Maternal education was a significant predictor of zero-dose children in all three analyses. The increase in level of education was associated with a decrease in the percentage of zero-dose children. This finding is in line with previous studies [5, 22, 23, 25, 26]. This may be attributed to the fact that educated parents have a greater understanding of the value of preventive health measures and immunization than uneducated parents do. When viewed from the perspective of regional disparities, the results of the analysis revealed some differences. While a mother having a primary school education has a significant impact compared to women with no education in the other regions, a statistically significant difference emerges only if the mother has a secondary school or higher education in the East region. This situation can be interpreted as women only being able to make a difference in the traditional, patriarchal social structure of the Eastern region if they are more educated.
Similarly, while the custom of paying a bride price was associated with zero-dose children Turkey and in the East region, the absence of a statistically significant effect in other regions may be associated with the traditional and patriarchal values that dominant in the East region. Nearly half of marriages involved payment of the bride price and more than half of the marriage in the East region were arranged. These two factors might diminish the mother’s ability to act autonomously . This suggests that the decision of whether or not to vaccinate is made by family elders [28, 29].
Another important variable associated with being zero-dose children is the mother’s native language. This variable only had a statistically significant effect in the East region, where the native language of 63.6% of the children is Kurdish. While 46.6% can speak Turkish, 17% cannot speak Turkish. In the East region, children whose native language is Kurdish and who do not speak Turkish are 3.64 times more likely to be zero-dose children than those whose native language is Turkish. This indicates that there is a language barrier for some women when it comes to accessing and using the healthcare system in the East.
Among the health-related factors in the study, the variables of place of delivery and number of antenatal care visits had a statistically significant effect on being a zero-dose child. The number of antenatal care visits had significant effect in the Eastern region, the place of delivery variable in other regions, and both variables in Turkey overall.

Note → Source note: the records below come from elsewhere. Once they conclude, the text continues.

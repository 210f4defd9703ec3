//! Block Splitter / Aggregator (SPEC_FULL.md §4.5).
//!
//! Grounded on `original_source/httomo/runner/block_split.py`'s
//! `BlockSplitter`/`BlockAggregator`, including the edge case that a
//! non-slice shape or dtype change is only tolerated on the first append.

use crate::dataset::{Block, Chunk};
use crate::error::{EngineError, Phase, Result};
use ndarray::Array3;

/// Carves `chunk` into blocks of at most `max_slices` slices along
/// `slicing_dim`. Yields `⌈chunk_len/max_slices⌉` blocks, all of size
/// `max_slices` except possibly the last.
pub fn split(chunk: &Chunk, slicing_dim: usize, max_slices: usize) -> Result<Vec<Block>> {
    let chunk_shape = chunk.chunk_shape();
    let chunk_len = match slicing_dim {
        0 => chunk_shape.0,
        1 => chunk_shape.1,
        2 => chunk_shape.2,
        other => return Err(EngineError::internal(format!("invalid slicing dim {other}"))),
    };
    let max_slices = max_slices.min(chunk_len);
    if max_slices == 0 {
        return Err(EngineError::plan(
            "block_splitter",
            "max_slices resolved to zero for a non-empty chunk",
        ));
    }
    let num_blocks = (chunk_len + max_slices - 1) / max_slices;
    (0..num_blocks)
        .map(|i| {
            let start = i * max_slices;
            let len = max_slices.min(chunk_len - start);
            chunk.make_block(slicing_dim, start, len)
        })
        .collect()
}

/// Accumulates block outputs back into a full per-chunk buffer. The first
/// append determines the buffer's non-slice shape (which may differ from the
/// input chunk's, if the section changed output dims); every later append
/// must match it.
pub struct BlockAggregator {
    slicing_dim: usize,
    chunk_len: usize,
    buffer: Option<Array3<f32>>,
    current_idx: usize,
}

impl BlockAggregator {
    pub fn new(slicing_dim: usize, chunk_len: usize) -> Self {
        Self {
            slicing_dim,
            chunk_len,
            buffer: None,
            current_idx: 0,
        }
    }

    pub fn append(&mut self, block: &Block) -> Result<()> {
        let block_shape = block.data().shape().to_vec();
        let block_len = block_shape[self.slicing_dim];

        if self.current_idx + block_len > self.chunk_len {
            return Err(EngineError::data(
                "block_aggregator",
                Phase::Block,
                format!(
                    "append at {} would exceed chunk length {}",
                    self.current_idx, self.chunk_len
                ),
            ));
        }

        match &self.buffer {
            None => {
                let mut full_shape = [0usize; 3];
                for axis in 0..3 {
                    full_shape[axis] = if axis == self.slicing_dim {
                        self.chunk_len
                    } else {
                        block_shape[axis]
                    };
                }
                self.buffer = Some(Array3::zeros((full_shape[0], full_shape[1], full_shape[2])));
            }
            Some(existing) => {
                for axis in 0..3 {
                    if axis != self.slicing_dim && existing.shape()[axis] != block_shape[axis] {
                        return Err(EngineError::data(
                            "block_aggregator",
                            Phase::Block,
                            format!(
                                "non-slice shape changed after the first append: dim {axis} was {}, now {}",
                                existing.shape()[axis],
                                block_shape[axis]
                            ),
                        ));
                    }
                }
            }
        }

        let buffer = self.buffer.as_mut().expect("just allocated above");
        let start = self.current_idx;
        let end = start + block_len;
        match self.slicing_dim {
            0 => buffer
                .slice_mut(ndarray::s![start..end, .., ..])
                .assign(block.data()),
            1 => buffer
                .slice_mut(ndarray::s![.., start..end, ..])
                .assign(block.data()),
            2 => buffer
                .slice_mut(ndarray::s![.., .., start..end])
                .assign(block.data()),
            other => return Err(EngineError::internal(format!("invalid slicing dim {other}"))),
        }
        self.current_idx = end;
        Ok(())
    }

    /// Exposes the completed chunk buffer; fails if fewer than `chunk_len`
    /// slices have been appended.
    pub fn into_chunk(self) -> Result<Array3<f32>> {
        if self.current_idx != self.chunk_len {
            return Err(EngineError::internal(format!(
                "aggregator accessed before completion: {}/{} slices appended",
                self.current_idx, self.chunk_len
            )));
        }
        Ok(self.buffer.expect("current_idx > 0 implies buffer is populated"))
    }
}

Mothers who delivered in a healthcare facility were less likely to have zero-dose children compared to mothers who gave birth at home. This finding is supported by previous studies [22, 23, 30]. A possible explanation is the educations provided by healthcare professionals about the value of immunization. Two hypotheses can be envisaged in this regard. The first is that those who gave birth in a hospital may receive information about vaccination from health personnel, or second that they rely more on positive science. The fact that there is a negative relationship between hospital births and being a zero-dose child in regions other than the East supports the second hypothesis.
Like previous studies [22, 23, 26, 30], children born to mothers who received no antenatal care during pregnancy were more likely to be zero-dose in the multivariate analysis. This situation, which is especially prominent in the East, might be due to anticipatory guidance given during antenatal care. Furthermore, according to the results of the descriptive analysis, a negative association between zero-dose children and maternal tetanus vaccination during pregnancy in the East supports this hypothesis. Especially in the East region, the mother’s contact with the health system seems important in terms of subsequent vaccination of the children.
Strengths and limitations
Pooling the data increased the number of included cases and the reliability of estimates. This paper is the first to present coverage estimates for zero-dose children in a standardized way using six nationally representative sets of Turkey data from 1990 to 2018. TDHS survey information on vaccination status was collected from parents for all children born in the five years preceding the survey and was based on parental recall and vaccine card records. There is, therefore, a recall and ascertainment bias. However, to avoid the memory factor, the data presented here were restricted to children who were 12–35 months and were alive at the time of survey fieldwork. On the other hand, DHS data are population-based and cover all regions of the country, so the results can be generalized. Although eligible women response rates have decreased slightly over time (TDHS-1993 95%; TDHS-2018 81%), response rates are still at high levels in Turkey [11, 12]. The high response rates mitigate doubts regarding the generalizability of the results. This is the first study to make a detailed assessment of zero-dose vaccination on a regional basis and the changes over three decades.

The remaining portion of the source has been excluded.